韓国の北西部を流れる川。全長は 514kmで朝鮮半島で4位であるが,流域面積は2万 6000km2で,アムロク (鴨緑) 江に次いで広い。上流はプクハン (北漢) 江とナムハン (南漢) 江で,ともにテベク (太白) 山脈を源流域とする。プクハン江はクムガン (金剛) 山に源を発し,ソラク (雪岳) 山やオデ (五台) 山北斜面の水を集めたソヤン (昭陽) 江を合せて南西流する。ナムハン江はオデ山の南斜面に源を発し,テベク山,ソベク (小白) 山などの水を集め,チャリョン (車嶺) 山脈を横断して北東流する。

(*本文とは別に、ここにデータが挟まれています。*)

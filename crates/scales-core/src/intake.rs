//! Conversational state machine that collects the parameters of a new plan.
//!
//! An [`IntakeSession`] asks for the current weight, the target weight and
//! the duration, one message at a time. The machine itself performs no I/O:
//! [`IntakeSession::advance`] consumes one line of user text and returns an
//! [`IntakeStep`] telling the caller what to say and whether a plan is ready
//! to be persisted.

use crate::validator::{self, Feasibility};

/// Heaviest weight, in kg, accepted as an answer or a report.
pub const MAX_WEIGHT_KG: f64 = 1000.0;

/// Longest plan, in weeks, accepted by the intake.
pub const MAX_DURATION_WEEKS: f64 = 520.0;

/// Which value the session is waiting for.
#[derive(Debug, Clone, Copy, PartialEq, Eq, Default)]
pub enum IntakeState {
    #[default]
    AwaitingCurrentWeight,
    AwaitingTargetWeight,
    AwaitingDuration,
}

impl IntakeState {
    /// Question asked while in this state.
    pub fn prompt(&self) -> &'static str {
        match self {
            IntakeState::AwaitingCurrentWeight => "What's your current weight (kg)?",
            IntakeState::AwaitingTargetWeight => "What's your target weight (kg)?",
            IntakeState::AwaitingDuration => "In how many weeks do you want to achieve it?",
        }
    }
}

/// Values collected by a completed intake.
#[derive(Debug, Clone, Copy, PartialEq)]
pub struct PlanDraft {
    pub current_weight: f64,
    pub target_weight: f64,
    pub duration_weeks: f64,
}

/// What the caller should do after feeding one message to the session.
#[derive(Debug, Clone, Copy, PartialEq)]
pub enum IntakeStep {
    /// Ask the question of the (possibly unchanged) current state.
    Prompt(IntakeState),

    /// The plan was rejected; the session is over and nothing is stored.
    Rejected { weekly_rate: f64, minimum_weeks: f64 },

    /// The plan passed validation and should be persisted.
    Ready(PlanDraft),
}

/// Accumulator for one in-progress intake.
#[derive(Debug, Clone, Copy, PartialEq, Default)]
pub struct IntakeSession {
    state: IntakeState,
    current_weight: Option<f64>,
    target_weight: Option<f64>,
}

impl IntakeSession {
    /// Starts a session at the first question.
    pub fn new() -> Self {
        Self::default()
    }

    pub fn state(&self) -> IntakeState {
        self.state
    }

    /// Feeds one message to the session.
    ///
    /// Unparseable, non-positive or out-of-range input leaves the session untouched and
    /// repeats the current question. When the duration is accepted the
    /// session stays in [`IntakeState::AwaitingDuration`] so the caller can
    /// retry if persisting the returned draft fails.
    pub fn advance(&mut self, text: &str) -> IntakeStep {
        let parsed = match self.state {
            IntakeState::AwaitingDuration => parse_duration(text),
            _ => parse_weight(text),
        };
        let Some(value) = parsed else {
            return IntakeStep::Prompt(self.state);
        };

        match self.state {
            IntakeState::AwaitingCurrentWeight => {
                self.current_weight = Some(value);
                self.state = IntakeState::AwaitingTargetWeight;
                IntakeStep::Prompt(self.state)
            }
            IntakeState::AwaitingTargetWeight => {
                self.target_weight = Some(value);
                self.state = IntakeState::AwaitingDuration;
                IntakeStep::Prompt(self.state)
            }
            IntakeState::AwaitingDuration => self.finish(value),
        }
    }

    fn finish(&mut self, duration_weeks: f64) -> IntakeStep {
        let (Some(current_weight), Some(target_weight)) = (self.current_weight, self.target_weight)
        else {
            // Only reachable through a hand-built session; start over.
            *self = Self::new();
            return IntakeStep::Prompt(self.state);
        };

        match validator::evaluate(current_weight, target_weight, duration_weeks) {
            Ok(Feasibility::Feasible { .. }) => IntakeStep::Ready(PlanDraft {
                current_weight,
                target_weight,
                duration_weeks,
            }),
            Ok(Feasibility::Infeasible {
                weekly_rate,
                minimum_weeks,
            }) => IntakeStep::Rejected {
                weekly_rate,
                minimum_weeks,
            },
            Err(_) => IntakeStep::Prompt(self.state),
        }
    }
}

/// Parses a finite, strictly positive number.
///
/// # Examples
///
/// ```rust
/// use scales_core::intake::parse_positive;
///
/// assert_eq!(parse_positive(" 78.5 "), Some(78.5));
/// assert_eq!(parse_positive("0"), None);
/// assert_eq!(parse_positive("eighty"), None);
/// ```
pub fn parse_positive(text: &str) -> Option<f64> {
    text.trim()
        .parse::<f64>()
        .ok()
        .filter(|value| value.is_finite() && *value > 0.0)
}

/// Parses a weight in kg, up to [`MAX_WEIGHT_KG`].
pub fn parse_weight(text: &str) -> Option<f64> {
    parse_positive(text).filter(|weight| *weight <= MAX_WEIGHT_KG)
}

/// Parses a plan duration in weeks, up to [`MAX_DURATION_WEEKS`].
pub fn parse_duration(text: &str) -> Option<f64> {
    parse_positive(text).filter(|weeks| *weeks <= MAX_DURATION_WEEKS)
}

両江はソウル市東方で合流して,ソウル市街地の中央部を流れ,北東に向きを変えてイムジン (臨津) 江を合せ,カンファ (江華) 島の北でキョンギ (京畿) 湾に入る。中流からは準平原の農業地域を流れ,下流のキンポ (金浦) 平野はキョンギ道の穀倉地帯である。流域は古くは百済の中心地で,ソウル南東郊のキョンアン (京安) 里はクアンジュ (広州) と呼ばれて初期の国都であった。ソウルも水運の便がよい要害の地として,李氏朝鮮の国都に選ばれた。沿岸には河港が発達していたが,河口が休戦ラインにあたるため,利用は限られている。プクハン江には水力発電所が多く,ファチョン (華川) ダムによるパロ (破虜) 湖,ソヤン (昭陽) ダムによるソヤン湖,ウイアム (衣岩) ダムによるチュンチョン (春川) 湖などの大規模な人造湖がある。